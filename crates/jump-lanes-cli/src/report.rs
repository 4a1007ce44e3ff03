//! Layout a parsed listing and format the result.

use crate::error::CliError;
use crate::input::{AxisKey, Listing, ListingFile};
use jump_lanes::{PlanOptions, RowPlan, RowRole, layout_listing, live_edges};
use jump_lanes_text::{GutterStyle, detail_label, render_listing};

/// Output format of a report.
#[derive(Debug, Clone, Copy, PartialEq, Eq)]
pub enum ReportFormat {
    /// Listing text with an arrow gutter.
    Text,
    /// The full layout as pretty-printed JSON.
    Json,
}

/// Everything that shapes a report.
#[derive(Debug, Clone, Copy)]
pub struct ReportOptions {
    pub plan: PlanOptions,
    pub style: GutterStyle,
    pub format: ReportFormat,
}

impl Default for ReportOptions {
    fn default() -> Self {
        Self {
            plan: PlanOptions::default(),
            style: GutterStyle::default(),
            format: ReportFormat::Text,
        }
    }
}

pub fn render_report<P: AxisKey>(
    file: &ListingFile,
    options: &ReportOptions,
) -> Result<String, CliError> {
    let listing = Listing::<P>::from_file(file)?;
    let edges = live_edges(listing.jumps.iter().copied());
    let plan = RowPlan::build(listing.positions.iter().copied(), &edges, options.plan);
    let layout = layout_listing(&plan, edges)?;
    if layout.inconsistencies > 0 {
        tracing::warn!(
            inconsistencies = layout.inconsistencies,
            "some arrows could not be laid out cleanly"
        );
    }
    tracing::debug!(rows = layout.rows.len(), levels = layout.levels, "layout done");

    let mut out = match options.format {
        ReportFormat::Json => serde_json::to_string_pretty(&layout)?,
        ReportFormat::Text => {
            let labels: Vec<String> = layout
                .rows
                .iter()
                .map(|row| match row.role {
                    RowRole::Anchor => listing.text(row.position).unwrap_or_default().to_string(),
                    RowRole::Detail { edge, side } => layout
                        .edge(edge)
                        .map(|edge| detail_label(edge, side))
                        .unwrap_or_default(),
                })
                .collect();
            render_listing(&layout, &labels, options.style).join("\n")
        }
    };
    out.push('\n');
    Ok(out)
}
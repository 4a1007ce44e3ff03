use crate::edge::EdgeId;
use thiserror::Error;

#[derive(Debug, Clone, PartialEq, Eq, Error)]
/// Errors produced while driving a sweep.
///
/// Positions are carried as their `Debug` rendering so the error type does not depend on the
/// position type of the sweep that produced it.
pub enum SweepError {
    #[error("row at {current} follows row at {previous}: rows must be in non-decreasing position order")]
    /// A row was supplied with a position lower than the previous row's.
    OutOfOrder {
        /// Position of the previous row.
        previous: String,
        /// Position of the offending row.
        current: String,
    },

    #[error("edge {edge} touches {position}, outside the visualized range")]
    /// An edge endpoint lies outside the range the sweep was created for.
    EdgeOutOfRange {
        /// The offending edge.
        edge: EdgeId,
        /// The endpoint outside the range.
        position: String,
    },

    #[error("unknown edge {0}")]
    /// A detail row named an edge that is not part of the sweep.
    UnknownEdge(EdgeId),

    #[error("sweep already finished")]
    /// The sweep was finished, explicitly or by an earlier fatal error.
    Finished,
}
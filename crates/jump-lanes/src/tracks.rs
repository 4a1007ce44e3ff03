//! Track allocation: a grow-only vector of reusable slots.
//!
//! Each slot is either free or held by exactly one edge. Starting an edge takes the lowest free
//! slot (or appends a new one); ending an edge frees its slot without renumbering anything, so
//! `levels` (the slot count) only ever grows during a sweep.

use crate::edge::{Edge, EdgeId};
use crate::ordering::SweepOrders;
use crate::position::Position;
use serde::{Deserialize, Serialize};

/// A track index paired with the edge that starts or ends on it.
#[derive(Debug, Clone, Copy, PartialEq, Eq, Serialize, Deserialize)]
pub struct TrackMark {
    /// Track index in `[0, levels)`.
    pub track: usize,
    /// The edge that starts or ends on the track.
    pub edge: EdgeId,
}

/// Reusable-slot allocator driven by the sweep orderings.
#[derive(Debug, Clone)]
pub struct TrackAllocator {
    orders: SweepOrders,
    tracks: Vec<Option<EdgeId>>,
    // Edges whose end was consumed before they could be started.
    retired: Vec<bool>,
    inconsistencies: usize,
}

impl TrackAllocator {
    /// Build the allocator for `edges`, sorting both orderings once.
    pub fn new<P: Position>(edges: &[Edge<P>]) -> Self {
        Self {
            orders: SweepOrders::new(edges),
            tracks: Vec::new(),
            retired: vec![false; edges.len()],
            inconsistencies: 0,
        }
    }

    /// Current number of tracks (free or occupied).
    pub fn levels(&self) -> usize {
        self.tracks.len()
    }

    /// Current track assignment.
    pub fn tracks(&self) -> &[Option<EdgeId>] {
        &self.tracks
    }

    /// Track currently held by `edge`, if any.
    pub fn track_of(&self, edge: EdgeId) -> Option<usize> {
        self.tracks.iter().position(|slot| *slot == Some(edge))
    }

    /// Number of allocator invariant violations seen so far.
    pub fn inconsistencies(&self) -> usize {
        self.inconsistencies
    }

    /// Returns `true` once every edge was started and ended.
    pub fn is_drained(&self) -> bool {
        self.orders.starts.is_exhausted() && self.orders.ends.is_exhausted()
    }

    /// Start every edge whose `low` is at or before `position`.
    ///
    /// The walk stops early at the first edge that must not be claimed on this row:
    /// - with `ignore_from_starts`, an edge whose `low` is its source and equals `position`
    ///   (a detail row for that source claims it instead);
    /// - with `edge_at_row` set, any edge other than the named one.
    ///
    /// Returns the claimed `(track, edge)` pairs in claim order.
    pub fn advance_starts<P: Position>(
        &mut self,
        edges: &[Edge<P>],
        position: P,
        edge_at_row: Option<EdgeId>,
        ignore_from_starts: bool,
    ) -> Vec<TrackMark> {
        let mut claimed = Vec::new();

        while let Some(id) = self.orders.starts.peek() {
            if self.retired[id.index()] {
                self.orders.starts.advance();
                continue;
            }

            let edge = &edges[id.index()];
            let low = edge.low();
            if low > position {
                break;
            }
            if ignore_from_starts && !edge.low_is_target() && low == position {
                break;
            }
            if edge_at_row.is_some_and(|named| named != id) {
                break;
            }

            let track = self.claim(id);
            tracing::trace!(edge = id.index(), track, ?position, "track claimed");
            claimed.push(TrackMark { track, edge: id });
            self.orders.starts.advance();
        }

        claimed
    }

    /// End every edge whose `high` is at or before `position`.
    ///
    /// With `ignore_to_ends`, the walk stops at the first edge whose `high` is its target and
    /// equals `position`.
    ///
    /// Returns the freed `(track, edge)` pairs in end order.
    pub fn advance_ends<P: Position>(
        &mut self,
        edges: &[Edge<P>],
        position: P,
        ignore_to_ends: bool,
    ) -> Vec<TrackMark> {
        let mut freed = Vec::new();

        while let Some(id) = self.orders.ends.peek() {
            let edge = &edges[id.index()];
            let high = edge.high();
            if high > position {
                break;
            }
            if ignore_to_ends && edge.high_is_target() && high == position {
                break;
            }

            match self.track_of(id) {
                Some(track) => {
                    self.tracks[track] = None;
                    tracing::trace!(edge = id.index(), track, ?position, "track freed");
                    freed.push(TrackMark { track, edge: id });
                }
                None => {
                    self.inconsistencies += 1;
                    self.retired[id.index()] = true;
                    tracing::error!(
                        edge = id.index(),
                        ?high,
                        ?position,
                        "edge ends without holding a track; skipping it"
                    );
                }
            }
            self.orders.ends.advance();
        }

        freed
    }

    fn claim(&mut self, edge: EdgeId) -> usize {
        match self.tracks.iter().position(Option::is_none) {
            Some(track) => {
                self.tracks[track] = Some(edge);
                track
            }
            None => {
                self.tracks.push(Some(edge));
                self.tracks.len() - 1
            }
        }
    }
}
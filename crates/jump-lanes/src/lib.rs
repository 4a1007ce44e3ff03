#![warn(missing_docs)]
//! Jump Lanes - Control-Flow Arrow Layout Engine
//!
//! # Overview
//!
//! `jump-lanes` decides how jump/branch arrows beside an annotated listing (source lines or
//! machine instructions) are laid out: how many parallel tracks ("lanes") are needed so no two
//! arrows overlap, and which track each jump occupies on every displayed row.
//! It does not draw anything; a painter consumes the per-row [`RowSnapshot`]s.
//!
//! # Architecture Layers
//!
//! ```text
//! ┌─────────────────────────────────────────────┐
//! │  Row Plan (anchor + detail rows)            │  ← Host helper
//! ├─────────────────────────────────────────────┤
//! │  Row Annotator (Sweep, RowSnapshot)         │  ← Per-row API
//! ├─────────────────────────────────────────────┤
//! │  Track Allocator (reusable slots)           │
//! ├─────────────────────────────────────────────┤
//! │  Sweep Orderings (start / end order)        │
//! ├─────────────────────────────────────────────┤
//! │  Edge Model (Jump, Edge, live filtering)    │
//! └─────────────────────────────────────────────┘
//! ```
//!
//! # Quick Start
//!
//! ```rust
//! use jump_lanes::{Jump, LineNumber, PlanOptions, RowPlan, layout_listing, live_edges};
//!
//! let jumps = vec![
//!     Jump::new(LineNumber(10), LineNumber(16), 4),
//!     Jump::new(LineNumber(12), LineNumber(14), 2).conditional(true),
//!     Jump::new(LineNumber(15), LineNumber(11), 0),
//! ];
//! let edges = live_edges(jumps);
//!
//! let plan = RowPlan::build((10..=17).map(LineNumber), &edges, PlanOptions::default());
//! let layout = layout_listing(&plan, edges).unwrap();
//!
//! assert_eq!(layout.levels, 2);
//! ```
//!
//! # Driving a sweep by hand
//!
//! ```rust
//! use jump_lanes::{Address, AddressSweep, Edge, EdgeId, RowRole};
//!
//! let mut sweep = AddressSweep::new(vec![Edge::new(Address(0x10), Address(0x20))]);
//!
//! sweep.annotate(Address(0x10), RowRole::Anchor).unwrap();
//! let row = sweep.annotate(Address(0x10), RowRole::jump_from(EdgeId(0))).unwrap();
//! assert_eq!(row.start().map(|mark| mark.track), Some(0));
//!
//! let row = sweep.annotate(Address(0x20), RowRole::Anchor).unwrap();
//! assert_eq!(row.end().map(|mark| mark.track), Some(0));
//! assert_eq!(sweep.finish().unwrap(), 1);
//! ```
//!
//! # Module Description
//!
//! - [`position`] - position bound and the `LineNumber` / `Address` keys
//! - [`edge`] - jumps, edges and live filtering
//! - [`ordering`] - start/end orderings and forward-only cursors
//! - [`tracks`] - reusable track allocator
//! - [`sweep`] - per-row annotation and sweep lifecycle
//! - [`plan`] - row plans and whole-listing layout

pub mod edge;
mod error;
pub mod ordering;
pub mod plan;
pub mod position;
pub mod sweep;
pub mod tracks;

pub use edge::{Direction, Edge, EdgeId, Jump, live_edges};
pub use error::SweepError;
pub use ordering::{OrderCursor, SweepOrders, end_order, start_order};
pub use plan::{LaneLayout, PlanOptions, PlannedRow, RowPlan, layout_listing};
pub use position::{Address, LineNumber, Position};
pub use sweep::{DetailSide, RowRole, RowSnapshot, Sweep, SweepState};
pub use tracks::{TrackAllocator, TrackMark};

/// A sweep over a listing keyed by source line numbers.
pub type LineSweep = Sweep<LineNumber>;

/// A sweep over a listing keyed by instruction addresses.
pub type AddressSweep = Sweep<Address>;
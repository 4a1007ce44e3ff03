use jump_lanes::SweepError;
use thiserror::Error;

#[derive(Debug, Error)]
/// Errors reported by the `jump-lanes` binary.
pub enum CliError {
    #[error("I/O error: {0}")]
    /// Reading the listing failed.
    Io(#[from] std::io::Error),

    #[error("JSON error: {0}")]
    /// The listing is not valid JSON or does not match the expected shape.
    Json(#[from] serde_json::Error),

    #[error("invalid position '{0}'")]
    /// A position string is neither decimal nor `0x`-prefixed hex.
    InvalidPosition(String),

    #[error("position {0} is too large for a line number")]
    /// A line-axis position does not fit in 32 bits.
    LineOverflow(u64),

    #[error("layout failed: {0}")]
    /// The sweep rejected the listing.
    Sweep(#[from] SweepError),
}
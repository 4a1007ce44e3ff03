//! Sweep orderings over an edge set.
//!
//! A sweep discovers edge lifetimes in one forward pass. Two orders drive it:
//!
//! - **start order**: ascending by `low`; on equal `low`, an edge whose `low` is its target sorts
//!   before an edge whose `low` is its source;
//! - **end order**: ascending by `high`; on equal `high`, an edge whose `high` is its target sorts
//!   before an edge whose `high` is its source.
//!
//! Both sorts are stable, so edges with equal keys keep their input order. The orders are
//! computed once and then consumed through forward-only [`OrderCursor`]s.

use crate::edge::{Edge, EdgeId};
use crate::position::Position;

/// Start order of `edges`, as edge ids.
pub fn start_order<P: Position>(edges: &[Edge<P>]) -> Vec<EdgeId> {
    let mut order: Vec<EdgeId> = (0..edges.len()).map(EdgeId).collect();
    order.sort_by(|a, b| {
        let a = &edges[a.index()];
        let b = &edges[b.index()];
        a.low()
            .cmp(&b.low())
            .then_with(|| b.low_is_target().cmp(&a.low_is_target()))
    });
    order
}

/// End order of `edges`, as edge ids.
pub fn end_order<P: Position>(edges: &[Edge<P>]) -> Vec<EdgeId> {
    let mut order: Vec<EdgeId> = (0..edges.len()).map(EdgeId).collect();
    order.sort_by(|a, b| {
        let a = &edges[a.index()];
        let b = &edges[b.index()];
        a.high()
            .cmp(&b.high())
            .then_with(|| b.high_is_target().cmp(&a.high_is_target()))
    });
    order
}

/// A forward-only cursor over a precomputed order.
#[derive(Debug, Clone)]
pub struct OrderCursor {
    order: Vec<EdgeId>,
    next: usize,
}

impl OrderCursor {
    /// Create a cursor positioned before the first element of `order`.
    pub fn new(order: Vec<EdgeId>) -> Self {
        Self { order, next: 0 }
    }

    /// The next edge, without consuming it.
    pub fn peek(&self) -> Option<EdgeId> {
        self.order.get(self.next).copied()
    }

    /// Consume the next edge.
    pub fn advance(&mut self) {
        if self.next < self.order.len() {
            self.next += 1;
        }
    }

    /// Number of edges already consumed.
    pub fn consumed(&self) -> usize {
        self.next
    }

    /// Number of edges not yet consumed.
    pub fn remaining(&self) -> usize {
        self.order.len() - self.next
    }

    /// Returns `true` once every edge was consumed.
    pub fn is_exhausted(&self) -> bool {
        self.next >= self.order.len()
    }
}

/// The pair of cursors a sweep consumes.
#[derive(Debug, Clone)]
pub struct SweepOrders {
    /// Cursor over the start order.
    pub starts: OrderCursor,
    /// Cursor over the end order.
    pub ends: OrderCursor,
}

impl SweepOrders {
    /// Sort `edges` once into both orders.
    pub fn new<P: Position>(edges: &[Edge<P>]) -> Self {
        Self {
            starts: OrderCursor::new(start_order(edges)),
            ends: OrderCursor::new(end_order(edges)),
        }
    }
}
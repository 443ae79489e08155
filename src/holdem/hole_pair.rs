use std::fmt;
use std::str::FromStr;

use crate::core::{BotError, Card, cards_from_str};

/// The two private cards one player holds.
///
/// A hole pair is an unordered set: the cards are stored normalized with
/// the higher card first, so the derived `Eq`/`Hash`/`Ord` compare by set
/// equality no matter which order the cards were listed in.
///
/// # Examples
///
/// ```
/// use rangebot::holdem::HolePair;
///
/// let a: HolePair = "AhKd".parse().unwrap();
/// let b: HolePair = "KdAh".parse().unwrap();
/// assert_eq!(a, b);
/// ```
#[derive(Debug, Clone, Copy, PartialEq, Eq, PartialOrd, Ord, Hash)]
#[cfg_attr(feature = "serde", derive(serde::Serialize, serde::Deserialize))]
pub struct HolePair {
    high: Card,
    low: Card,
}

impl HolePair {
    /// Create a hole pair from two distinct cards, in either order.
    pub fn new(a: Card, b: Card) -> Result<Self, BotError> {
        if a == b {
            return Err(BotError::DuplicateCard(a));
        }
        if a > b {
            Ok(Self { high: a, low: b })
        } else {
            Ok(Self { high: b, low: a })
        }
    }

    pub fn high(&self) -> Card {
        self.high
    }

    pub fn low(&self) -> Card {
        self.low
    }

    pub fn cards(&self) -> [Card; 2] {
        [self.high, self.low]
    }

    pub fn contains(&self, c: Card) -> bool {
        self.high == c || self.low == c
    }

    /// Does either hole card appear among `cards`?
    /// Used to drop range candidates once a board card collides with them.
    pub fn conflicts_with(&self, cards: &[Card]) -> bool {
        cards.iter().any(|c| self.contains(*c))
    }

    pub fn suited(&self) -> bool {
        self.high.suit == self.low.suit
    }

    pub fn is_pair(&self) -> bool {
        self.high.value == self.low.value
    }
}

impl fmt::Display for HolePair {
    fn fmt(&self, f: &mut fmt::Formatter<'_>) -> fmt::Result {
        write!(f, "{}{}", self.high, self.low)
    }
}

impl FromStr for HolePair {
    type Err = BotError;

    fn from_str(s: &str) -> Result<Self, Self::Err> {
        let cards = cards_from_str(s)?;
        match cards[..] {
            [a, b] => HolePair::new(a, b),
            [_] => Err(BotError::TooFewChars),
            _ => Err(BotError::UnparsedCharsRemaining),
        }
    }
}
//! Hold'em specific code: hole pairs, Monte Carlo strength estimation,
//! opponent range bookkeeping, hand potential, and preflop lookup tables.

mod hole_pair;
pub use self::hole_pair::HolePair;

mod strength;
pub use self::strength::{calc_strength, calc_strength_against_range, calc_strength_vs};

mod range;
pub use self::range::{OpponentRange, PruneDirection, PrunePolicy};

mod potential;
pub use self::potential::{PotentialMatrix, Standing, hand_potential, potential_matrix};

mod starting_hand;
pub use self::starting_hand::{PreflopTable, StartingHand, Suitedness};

________________

Read the listing. Copy each line that has the word "without" in it.

_Response to this exercise_
//! slot (or appends a new one); ending an edge frees its slot without renumbering anything, so
                        "edge ends without holding a track; skipping it"
    /// The next edge, without consuming it.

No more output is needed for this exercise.